== What you should do ==
After reading the entries below, copy word for word the lines from the first through the line containing "superseded, oldest first.", and stop there.

== Data provided ==

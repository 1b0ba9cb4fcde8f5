use dashmap::DashMap;
use ulid::Ulid;

use crate::model::OverrideEntry;

/// Append-only record of who displaced whom, keyed by the superseded
/// reservation's owner — the key the notification surface reads by.
/// Entries are written exclusively through event application, so a live
/// commit and a WAL replay produce identical ledgers.
pub struct OverrideLedger {
    by_owner: DashMap<Ulid, Vec<OverrideEntry>>,
}

impl Default for OverrideLedger {
    fn default() -> Self {
        Self::new()
    }
}

impl OverrideLedger {
    pub fn new() -> Self {
        Self {
            by_owner: DashMap::new(),
        }
    }

    pub fn record(&self, entry: OverrideEntry) {
        self.by_owner.entry(entry.owner).or_default().push(entry);
    }

    /// Entries where `owner`'s own reservation was superseded, oldest first.
    pub fn list_for(&self, owner: Ulid) -> Vec<OverrideEntry> {
        self.by_owner
            .get(&owner)
            .map(|e| e.value().clone())
            .unwrap_or_default()
    }

    /// Every entry, for compaction. Order follows (owner, append order).
    pub fn all(&self) -> Vec<OverrideEntry> {
        let mut all: Vec<OverrideEntry> = self
            .by_owner
            .iter()
            .flat_map(|e| e.value().clone())
            .collect();
        all.sort_by_key(|e| (e.at, e.reservation_id));
        all
    }

    pub fn len(&self) -> usize {
        self.by_owner.iter().map(|e| e.value().len()).sum()
    }

    pub fn is_empty(&self) -> bool {
        self.len() == 0
    }
}
use async_trait::async_trait;
use pgwire::api::auth::{AuthSource, LoginInfo, Password};
use pgwire::error::PgWireResult;

/// Shared-secret cleartext auth. The `user` parameter is the identity
/// claim; this only gates that the caller came through the identity
/// collaborator, which holds the same secret.
#[derive(Debug)]
pub struct UniRoomAuthSource {
    password: String,
}

impl UniRoomAuthSource {
    pub fn new(password: String) -> Self {
        Self { password }
    }
}

#[async_trait]
impl AuthSource for UniRoomAuthSource {
    async fn get_password(&self, _login: &LoginInfo) -> PgWireResult<Password> {
        Ok(Password::new(None, self.password.as_bytes().to_vec()))
    }
}
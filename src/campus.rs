use std::path::PathBuf;
use std::sync::Arc;

use dashmap::DashMap;

use crate::compactor;
use crate::engine::Engine;
use crate::limits::*;
use crate::notify::NotifyHub;

/// Manages per-campus engines. Each campus gets its own Engine + WAL +
/// compactor; rooms on different campuses never share state.
/// Campus = database name from the pgwire connection.
pub struct CampusManager {
    engines: DashMap<String, Arc<Engine>>,
    data_dir: PathBuf,
    compact_threshold: u64,
}

impl CampusManager {
    pub fn new(data_dir: PathBuf, compact_threshold: u64) -> Self {
        Self {
            engines: DashMap::new(),
            data_dir,
            compact_threshold,
        }
    }

    /// Get or lazily create an engine for the given campus.
    pub fn get_or_create(&self, campus: &str) -> std::io::Result<Arc<Engine>> {
        if let Some(engine) = self.engines.get(campus) {
            return Ok(engine.value().clone());
        }
        if campus.len() > MAX_CAMPUS_NAME_LEN {
            return Err(std::io::Error::new(
                std::io::ErrorKind::InvalidInput,
                "campus name too long",
            ));
        }
        if self.engines.len() >= MAX_CAMPUSES {
            return Err(std::io::Error::other("too many campuses"));
        }

        // Sanitize campus name to prevent path traversal
        let safe_name: String = campus
            .chars()
            .filter(|c| c.is_alphanumeric() || *c == '_' || *c == '-')
            .collect();
        if safe_name.is_empty() {
            return Err(std::io::Error::new(
                std::io::ErrorKind::InvalidInput,
                "empty campus name",
            ));
        }

        let wal_path = self.data_dir.join(format!("{safe_name}.wal"));
        let notify = Arc::new(NotifyHub::new());
        let engine = Arc::new(Engine::new(wal_path, notify)?);

        let compactor_engine = engine.clone();
        let threshold = self.compact_threshold;
        tokio::spawn(async move {
            compactor::run_compactor(compactor_engine, threshold).await;
        });

        self.engines.insert(campus.to_string(), engine.clone());
        metrics::gauge!(crate::observability::CAMPUSES_ACTIVE).set(self.engines.len() as f64);
        Ok(engine)
    }
}
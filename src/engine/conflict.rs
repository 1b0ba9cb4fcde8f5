use crate::model::*;

use super::EngineError;

pub(crate) fn now_ms() -> Ms {
    std::time::SystemTime::now()
        .duration_since(std::time::UNIX_EPOCH)
        .expect("system clock before unix epoch")
        .as_millis() as Ms
}

/// Request validation, before any lock is taken. Order matters: interval
/// shape first, then bounds, then the role-specific duration cap.
pub(crate) fn validate_request(
    requester: &Requester,
    start: Ms,
    end: Ms,
) -> Result<Span, EngineError> {
    use crate::limits::*;
    if end <= start {
        return Err(EngineError::InvalidInterval(Span::new(start, end)));
    }
    if start < MIN_VALID_TIMESTAMP_MS || end > MAX_VALID_TIMESTAMP_MS {
        return Err(EngineError::LimitExceeded("timestamp out of range"));
    }
    let span = Span::new(start, end);
    if span.duration_ms() > MAX_SPAN_DURATION_MS {
        return Err(EngineError::LimitExceeded("span too wide"));
    }
    if requester.role == Role::Student && span.duration_ms() > STUDENT_MAX_DURATION_MS {
        return Err(EngineError::DurationExceeded {
            limit_ms: STUDENT_MAX_DURATION_MS,
            got_ms: span.duration_ms(),
        });
    }
    Ok(span)
}

/// The complete set of confirmed reservations overlapping `span`.
/// Overridability is decided over the whole set in one step — stopping at
/// the first hit would let a requester fill gaps around a blocking
/// reservation and leave the calendar in a state no single decision made.
pub(crate) fn conflict_set(rs: &RoomState, span: &Span) -> Vec<Reservation> {
    rs.confirmed_overlapping(span).cloned().collect()
}

/// Priority policy over a non-empty conflict set. Set-wide and
/// non-symmetric: one non-overridable member poisons the whole request.
pub(crate) fn decide(requester: &Requester, conflicts: &[Reservation]) -> Result<(), EngineError> {
    match requester.role {
        Role::Admin => Ok(()),
        Role::Teacher => {
            let blocking: Vec<Reservation> = conflicts
                .iter()
                .filter(|r| r.requester.role != Role::Student)
                .cloned()
                .collect();
            if blocking.is_empty() {
                Ok(())
            } else {
                Err(EngineError::BlockedByEqualOrHigher {
                    conflicts: blocking,
                })
            }
        }
        Role::Student => Err(EngineError::Blocked {
            conflicts: conflicts.to_vec(),
        }),
    }
}
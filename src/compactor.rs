use std::sync::Arc;
use std::time::Duration;

use tracing::info;

use crate::engine::Engine;

const CHECK_INTERVAL: Duration = Duration::from_secs(30);

/// Background task that rewrites a campus WAL once enough appends accrue
/// since the last compaction.
pub async fn run_compactor(engine: Arc<Engine>, threshold: u64) {
    let mut interval = tokio::time::interval(CHECK_INTERVAL);
    interval.set_missed_tick_behavior(tokio::time::MissedTickBehavior::Delay);
    loop {
        interval.tick().await;
        let appends = engine.wal_appends_since_compact().await;
        if appends < threshold {
            continue;
        }
        match engine.compact_wal().await {
            Ok(()) => info!("compacted WAL after {appends} appends"),
            Err(e) => tracing::warn!("WAL compaction failed: {e}"),
        }
    }
}
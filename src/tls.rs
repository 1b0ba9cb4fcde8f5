use std::fs::File;
use std::io::{self, BufReader, ErrorKind};
use std::sync::Arc;

use pgwire::tokio::TlsAcceptor;
use pgwire::tokio::tokio_rustls::rustls::ServerConfig;

pub fn load_tls_acceptor(
    cert_path: Option<&str>,
    key_path: Option<&str>,
) -> io::Result<Option<TlsAcceptor>> {
    let (cert_path, key_path) = match (cert_path, key_path) {
        (None, None) => return Ok(None),
        (Some(c), Some(k)) => (c, k),
        _ => {
            return Err(io::Error::new(
                ErrorKind::InvalidInput,
                "both UNIROOM_TLS_CERT and UNIROOM_TLS_KEY must be set, or neither",
            ));
        }
    };

    let certs: Vec<_> = rustls_pemfile::certs(&mut BufReader::new(File::open(cert_path)?))
        .collect::<Result<_, _>>()?;

    let key = rustls_pemfile::private_key(&mut BufReader::new(File::open(key_path)?))?
        .ok_or_else(|| {
            io::Error::new(ErrorKind::InvalidInput, "no private key found in key file")
        })?;

    let mut config = ServerConfig::builder()
        .with_no_client_auth()
        .with_single_cert(certs, key)
        .map_err(|e| io::Error::new(ErrorKind::InvalidInput, e))?;

    config.alpn_protocols = vec![b"postgresql".to_vec()];

    Ok(Some(TlsAcceptor::from(Arc::new(config))))
}
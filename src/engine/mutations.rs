use tokio::sync::{RwLock, oneshot};
use ulid::Ulid;

use std::sync::Arc;

use crate::limits::*;
use crate::model::*;

use super::conflict::{self, now_ms, validate_request};
use super::schedule;
use super::{Engine, EngineError, WalCommand};

impl Engine {
    // ── Collaborator surfaces: room registration, class calendar ──

    pub async fn create_room(&self, id: Ulid, number: String) -> Result<(), EngineError> {
        if self.state.len() >= MAX_ROOMS_PER_CAMPUS {
            return Err(EngineError::LimitExceeded("too many rooms"));
        }
        if number.is_empty() || number.len() > MAX_ROOM_NUMBER_LEN {
            return Err(EngineError::LimitExceeded("bad room number length"));
        }
        if self.state.contains_key(&id) {
            return Err(EngineError::AlreadyExists(id));
        }

        let event = Event::RoomCreated {
            id,
            number: number.clone(),
        };
        self.wal_append(&event).await?;
        self.state
            .insert(id, Arc::new(RwLock::new(RoomState::new(id, number))));
        self.notify.send(id, &event);
        Ok(())
    }

    /// Deregister a room. Refused while confirmed reservations exist —
    /// cancel or supersede them first.
    pub async fn delete_room(&self, id: Ulid) -> Result<(), EngineError> {
        let guard = self.write_room(id).await?;
        if guard.reservations.iter().any(|r| r.is_confirmed()) {
            return Err(EngineError::RoomInUse(id));
        }

        let event = Event::RoomDeleted { id };
        self.wal_append(&event).await?;
        for b in &guard.blocks {
            self.entity_to_room.remove(&b.id);
        }
        for r in &guard.reservations {
            self.entity_to_room.remove(&r.id);
        }
        self.state.remove(&id);
        self.notify.send(id, &event);
        self.notify.remove(&id);
        Ok(())
    }

    /// Add one entry to the recurring class calendar. Staff surface,
    /// outside the booking flow; entries are immutable once created.
    pub async fn add_class_block(
        &self,
        id: Ulid,
        room_id: Ulid,
        day: DayOfWeek,
        start_min: u16,
        end_min: u16,
        subject: String,
        semester: String,
    ) -> Result<(), EngineError> {
        if end_min <= start_min || end_min > MINUTES_PER_DAY {
            return Err(EngineError::LimitExceeded("bad block minutes"));
        }
        if subject.is_empty() || subject.len() > MAX_SUBJECT_LEN {
            return Err(EngineError::LimitExceeded("bad subject length"));
        }
        if semester.len() > MAX_SEMESTER_LEN {
            return Err(EngineError::LimitExceeded("bad semester length"));
        }
        if self.entity_to_room.contains_key(&id) {
            return Err(EngineError::AlreadyExists(id));
        }
        let mut guard = self.write_room(room_id).await?;
        if guard.blocks.len() >= MAX_BLOCKS_PER_ROOM {
            return Err(EngineError::LimitExceeded("too many blocks on room"));
        }

        let event = Event::ClassBlockAdded {
            block: ClassBlock {
                id,
                room_id,
                day,
                start_min,
                end_min,
                subject,
                semester,
            },
        };
        self.persist_and_apply(room_id, &mut guard, &event).await
    }

    /// Retire a calendar entry (semester turnover). The only mutation the
    /// base schedule supports besides creation.
    pub async fn remove_class_block(&self, id: Ulid) -> Result<Ulid, EngineError> {
        let (room_id, mut guard) = self.resolve_entity_write(&id).await?;
        if !guard.blocks.iter().any(|b| b.id == id) {
            return Err(EngineError::NotFound(id));
        }
        let event = Event::ClassBlockRemoved { id, room_id };
        self.persist_and_apply(room_id, &mut guard, &event).await?;
        Ok(room_id)
    }

    // ── The conflict resolver ─────────────────────────────────────

    /// Resolve a booking request: free, vetoed by the class calendar, or
    /// contested — and if contested, decided by priority over the entire
    /// conflict set, committed all-or-nothing.
    ///
    /// The room's write lock is held from the conflict query through the
    /// WAL append and in-memory apply, so concurrent resolves on one room
    /// serialize; rooms never contend with each other.
    pub async fn reserve(
        &self,
        requester: Requester,
        id: Ulid,
        room_id: Ulid,
        start: Ms,
        end: Ms,
    ) -> Result<Placement, EngineError> {
        let span = validate_request(&requester, start, end)?;
        let proj = schedule::project(&span)?;
        if self.entity_to_room.contains_key(&id) {
            return Err(EngineError::AlreadyExists(id));
        }

        let mut guard = self.write_room(room_id).await?;
        if guard.reservations.len() + guard.blocks.len() >= MAX_RECORDS_PER_ROOM {
            return Err(EngineError::LimitExceeded("too many records on room"));
        }

        // The class calendar vetoes every role, admin included.
        let blocks = schedule::class_conflicts(&guard, &proj);
        if !blocks.is_empty() {
            return Err(EngineError::BaseScheduleConflict { blocks });
        }

        let conflicts = conflict::conflict_set(&guard, &span);
        let reservation = Reservation::confirmed(id, room_id, requester, span);

        if conflicts.is_empty() {
            let event = Event::ReservationPlaced {
                reservation: reservation.clone(),
            };
            self.persist_and_apply(room_id, &mut guard, &event).await?;
            return Ok(Placement {
                reservation,
                superseded: Vec::new(),
            });
        }

        conflict::decide(&requester, &conflicts)?;

        // One WAL record for the whole supersede — recovery sees either
        // none of it or all of it.
        let losers: Vec<Ulid> = conflicts.iter().map(|r| r.id).collect();
        let event = Event::ReservationsSuperseded {
            room_id,
            winner: reservation.clone(),
            losers,
            at: now_ms(),
        };
        self.persist_and_apply(room_id, &mut guard, &event).await?;

        Ok(Placement {
            reservation,
            superseded: conflicts,
        })
    }

    /// Cancel a reservation. Owner or admin only; terminal records stay
    /// terminal. Serialized through the same room lock as `reserve`, so a
    /// record contested by a concurrent override ends in exactly one
    /// terminal state.
    pub async fn cancel(&self, caller: Requester, id: Ulid) -> Result<(), EngineError> {
        let (room_id, mut guard) = self.resolve_entity_write(&id).await?;
        let r = guard.reservation(id).ok_or(EngineError::NotFound(id))?;
        if r.requester.id != caller.id && caller.role != Role::Admin {
            return Err(EngineError::AccessDenied(id));
        }
        if r.status.is_terminal() {
            return Err(EngineError::AlreadyTerminal(id));
        }
        let event = Event::ReservationCancelled { id, room_id };
        self.persist_and_apply(room_id, &mut guard, &event).await
    }

    // ── WAL maintenance ───────────────────────────────────────────

    /// Rewrite the WAL with only the events needed to recreate the current
    /// state: per room a creation, its blocks, and a snapshot of every
    /// reservation record (terminal history included), then the ledger.
    pub async fn compact_wal(&self) -> Result<(), EngineError> {
        let mut events = Vec::new();

        let rooms: Vec<_> = self.state.iter().map(|e| e.value().clone()).collect();
        for rs in rooms {
            let guard = rs.read().await;
            events.push(Event::RoomCreated {
                id: guard.id,
                number: guard.number.clone(),
            });
            for block in &guard.blocks {
                events.push(Event::ClassBlockAdded {
                    block: block.clone(),
                });
            }
            for reservation in &guard.reservations {
                events.push(Event::ReservationRecorded {
                    reservation: reservation.clone(),
                });
            }
        }
        for entry in self.ledger.all() {
            events.push(Event::OverrideRecorded { entry });
        }

        let (tx, rx) = oneshot::channel();
        self.wal_tx
            .send(WalCommand::Compact {
                events,
                response: tx,
            })
            .await
            .map_err(|_| EngineError::WalError("WAL writer shut down".into()))?;
        rx.await
            .map_err(|_| EngineError::WalError("WAL writer dropped response".into()))?
            .map_err(|e| EngineError::WalError(e.to_string()))
    }

    pub async fn wal_appends_since_compact(&self) -> u64 {
        let (tx, rx) = oneshot::channel();
        if self
            .wal_tx
            .send(WalCommand::AppendsSinceCompact { response: tx })
            .await
            .is_err()
        {
            return 0;
        }
        rx.await.unwrap_or(0)
    }
}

== Solution to the problem ==
repository 1b0ba9cb4fcde8f5
use dashmap::DashMap;
use ulid::Ulid;

use crate::model::OverrideEntry;

/// Append-only record of who displaced whom, keyed by the superseded
/// reservation's owner — the key the notification surface reads by.
/// Entries are written exclusively through event application, so a live
/// commit and a WAL replay produce identical ledgers.
pub struct OverrideLedger {
    by_owner: DashMap<Ulid, Vec<OverrideEntry>>,
}

impl Default for OverrideLedger {
    fn default() -> Self {
        Self::new()
    }
}

impl OverrideLedger {
    pub fn new() -> Self {
        Self {
            by_owner: DashMap::new(),
        }
    }

    pub fn record(&self, entry: OverrideEntry) {
        self.by_owner.entry(entry.owner).or_default().push(entry);
    }

    /// Entries where `owner`'s own reservation was superseded, oldest first.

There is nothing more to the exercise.